BABETTE’S FEAST (Danish: Babettes Gæstebud) Beautiful but pious sisters Martine (Birgitte Federspiel) and Philippa (Bodil Kjer) grow to spinsterhood under the wrathful eye of their strict pastor father on the forbidding and desolate coast of Jutland, until one day, Philippa’s former suitor sends a Parisian refugee named Babette (Stéphane Audran) to serve as the family cook. Babette’s lavish celebratory banquet tempts the family’s dwindling congregation, who abjure such fleshly pleasures as fine foods and wines. 1987 Danish drama film directed by Gabriel Axel. The film’s screenplay was written by Axel based on the 1958 story by Isak Dinesen (Karen Blixen). It was also the first Danish film to win the Oscar for Best Foreign Language Film.

BAD EDUCATION (Spanish: La mala educación) 2004 Spanish drama film written and directed by Pedro Almodóvar. Starring Gael García Bernal, Fele Martínez, Daniel Giménez Cacho, Lluís Homar and Francisco Boira, the film focuses on two reunited childhood friends and lovers caught up in a stylised murder mystery. Along with metafiction, sexual abuse by Catholic priests, transsexuality and drug use are also important themes and devices in the plot.  The film received critical acclaim, and was seen as a return to Almodovar’s dark stage, placing it alongside films such as Matador (1986) and Law of Desire (1987).

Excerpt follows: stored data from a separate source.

//! Repository context used during a walk.
//!
//! A `RepoContext` pairs an object store with the in-memory state a walk
//! needs: the identity-keyed tree cache, the loaded index, walk options, and
//! (inside a submodule) the path prefix of that submodule relative to the
//! top-level superproject.

use std::cell::RefCell;
use std::collections::HashMap;
use std::rc::Rc;

use git2::Oid;

use crate::error::{Result, TreeError};
use crate::git::object::{Commit, IndexState, ObjectStore};
use crate::git::tree::{Tree, TreeRef};

pub const DEFAULT_MAX_TREE_DEPTH: usize = 2048;

/// How the depth passed to a walk evolves as it descends.
#[derive(Debug, Clone, Copy, Default, PartialEq, Eq)]
pub enum DepthMode {
    /// Every recursive call restarts at depth zero, so only the depth
    /// handed to the outermost call is ever checked.
    #[default]
    PerCall,
    /// Each level adds one, including levels inside submodules.
    Cumulative,
}

#[derive(Debug, Clone, Copy, PartialEq, Eq)]
pub struct WalkOptions {
    pub max_tree_depth: usize,
    pub depth_mode: DepthMode,
}

impl Default for WalkOptions {
    fn default() -> Self {
        Self {
            max_tree_depth: DEFAULT_MAX_TREE_DEPTH,
            depth_mode: DepthMode::PerCall,
        }
    }
}

pub struct RepoContext {
    store: Box<dyn ObjectStore>,
    trees: RefCell<HashMap<Oid, TreeRef>>,
    index: Option<IndexState>,
    submodule_prefix: Option<Vec<u8>>,
    options: WalkOptions,
}

impl RepoContext {
    /// Top-level context over `store`. The depth limit comes from the store
    /// when it configures one.
    pub fn new(store: Box<dyn ObjectStore>) -> Self {
        let mut options = WalkOptions::default();
        if let Some(depth) = store.max_tree_depth() {
            options.max_tree_depth = depth;
        }
        Self {
            store,
            trees: RefCell::new(HashMap::new()),
            index: None,
            submodule_prefix: None,
            options,
        }
    }

    pub fn with_options(mut self, options: WalkOptions) -> Self {
        self.options = options;
        self
    }

    pub fn store(&self) -> &dyn ObjectStore {
        self.store.as_ref()
    }

    pub fn options(&self) -> &WalkOptions {
        &self.options
    }

    pub fn index(&self) -> Option<&IndexState> {
        self.index.as_ref()
    }

    /// Path of this repository inside the top-level superproject, with a
    /// trailing `/`. `None` for the top-level repository.
    pub fn submodule_prefix(&self) -> Option<&[u8]> {
        self.submodule_prefix.as_deref()
    }

    /// Load the persisted index into this context.
    pub fn read_index(&mut self) -> Result<&IndexState> {
        let index = self.store.read_index()?;
        Ok(self.index.insert(index))
    }

    /// Cached tree object for `oid`, created unparsed on first lookup.
    pub fn lookup_tree(&self, oid: Oid) -> TreeRef {
        let mut trees = self.trees.borrow_mut();
        Rc::clone(
            trees
                .entry(oid)
                .or_insert_with(|| Rc::new(RefCell::new(Tree::new(oid)))),
        )
    }

    /// Parse the tree behind `oid`, peeling tags and commits on the way.
    pub fn parse_tree_indirect(&self, oid: Oid) -> Result<TreeRef> {
        let tree_oid = self.store.peel_to_tree(oid).inspect_err(|e| match e {
            TreeError::MissingObject(missing) => tracing::error!("Could not read {}", missing),
            TreeError::WrongType { .. } => tracing::error!("Object {} not a tree", oid),
            _ => {}
        })?;
        let tree = self.lookup_tree(tree_oid);
        tree.borrow_mut().parse(self.store())?;
        Ok(tree)
    }

    /// Commit handle for `oid`, or `None` if this repository lacks the object.
    pub fn lookup_commit(&self, oid: Oid) -> Result<Option<Commit>> {
        if self.store.contains(oid)? {
            Ok(Some(Commit::new(oid)))
        } else {
            Ok(None)
        }
    }

    pub fn parse_commit(&self, commit: &mut Commit) -> Result<()> {
        if commit.is_parsed() {
            return Ok(());
        }
        let tree = self.store.commit_tree_id(commit.id())?;
        commit.set_parsed(tree);
        Ok(())
    }

    /// Root tree of a parsed commit.
    pub fn commit_tree(&self, commit: &Commit) -> Option<TreeRef> {
        commit.tree_id().map(|oid| self.lookup_tree(oid))
    }

    /// Open the submodule at `path` (relative to this repository) as a
    /// nested context. The nested context inherits the walk options and
    /// extends the submodule prefix with `path/`.
    pub fn submodule(&self, path: &str) -> Result<RepoContext> {
        let store = self.store.open_submodule(path)?;

        let mut prefix = self.submodule_prefix.clone().unwrap_or_default();
        prefix.extend_from_slice(path.as_bytes());
        prefix.push(b'/');

        Ok(RepoContext {
            store,
            trees: RefCell::new(HashMap::new()),
            index: None,
            submodule_prefix: Some(prefix),
            options: self.options,
        })
    }
}

impl Drop for RepoContext {
    fn drop(&mut self) {
        if let Some(prefix) = &self.submodule_prefix {
            tracing::debug!(
                "Releasing submodule context {}",
                String::from_utf8_lossy(prefix)
            );
        }
    }
}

BEAUTY AND THE BEAST – Belle (Emma Watson), a bright, beautiful and independent young woman, is taken prisoner by a beast (Dan Stevens) in its castle. Despite her fears, she befriends the castle’s enchanted staff and learns to look beyond the beast’s hideous exterior, allowing her to recognize the kind heart and soul of the true prince that hides on the inside. 2017 musical romantic fantasy film directed by Bill Condon from a screenplay by Stephen Chbosky and Evan Spiliotopoulos. The film is a live-action adaptation of Disney’s 1991 animated film of the same name, itself an adaptation of Jeanne-Marie Leprince de Beaumont’s 1756 version of the fairy tale.  It features an ensemble cast including Emma Watson and Dan Stevens as the eponymous characters, with Luke Evans, Kevin Kline, Josh Gad, Ewan McGregor, Stanley Tucci, Audra McDonald, Gugu Mbatha-Raw, Ian McKellen, and Emma Thompson

BROKEN EMBRACES (Spanish: Los abrazos rotos) 2009 Spanish romantic thriller film written, produced, and directed by Pedro Almodóvar. Led by an ensemble cast consisting of many Almodóvar regulars, it stars Lluís Homar as a blind Madrilenian screenwriter who recalls his tragic love for Lena, played by Penélope Cruz, the deceased lead actress in his last directional feature Girls and Suitcases, who was also the mistress of a powerful, obsessive businessman (José Luis Gómez). Inspired by darkness and by a photo of a couple that Almodóvar took of El Golfo beach in Lanzarote in the late 1990s, the film serves as an homage to filmmaking, cinema and its various film genres. Stylistically, it is a complex noir-ish melodrama, that also blends comic elements with a film within a film

CABARET – 1972 musical drama directed by Bob Fosse, and starring Liza Minnelli, Michael York, and Joel Grey. Set in Berlin during the Weimar Republic in 1931, under the presence of the growing Nazi Party, the film is loosely based on the 1966 Broadway musical Cabaret by Kander and Ebb, which was adapted from Christopher Isherwood’s semi-autobiographical novel The Berlin Stories (1945) and the 1951 play I Am a Camera adapted from the same work. The film also brought Liza Minnelli her own first chance to sing on screen, and she won the Academy Award for Best Actress. With Academy Awards for Best Supporting Actor (Joel Grey), Best Director (Bob Fosse), Best Cinematography, Best Art Direction, Best Sound, Best Original Song Score and Adaptation, and Best Film Editing, Cabaret holds the record for most Oscars earned by a film not honored for Best Picture.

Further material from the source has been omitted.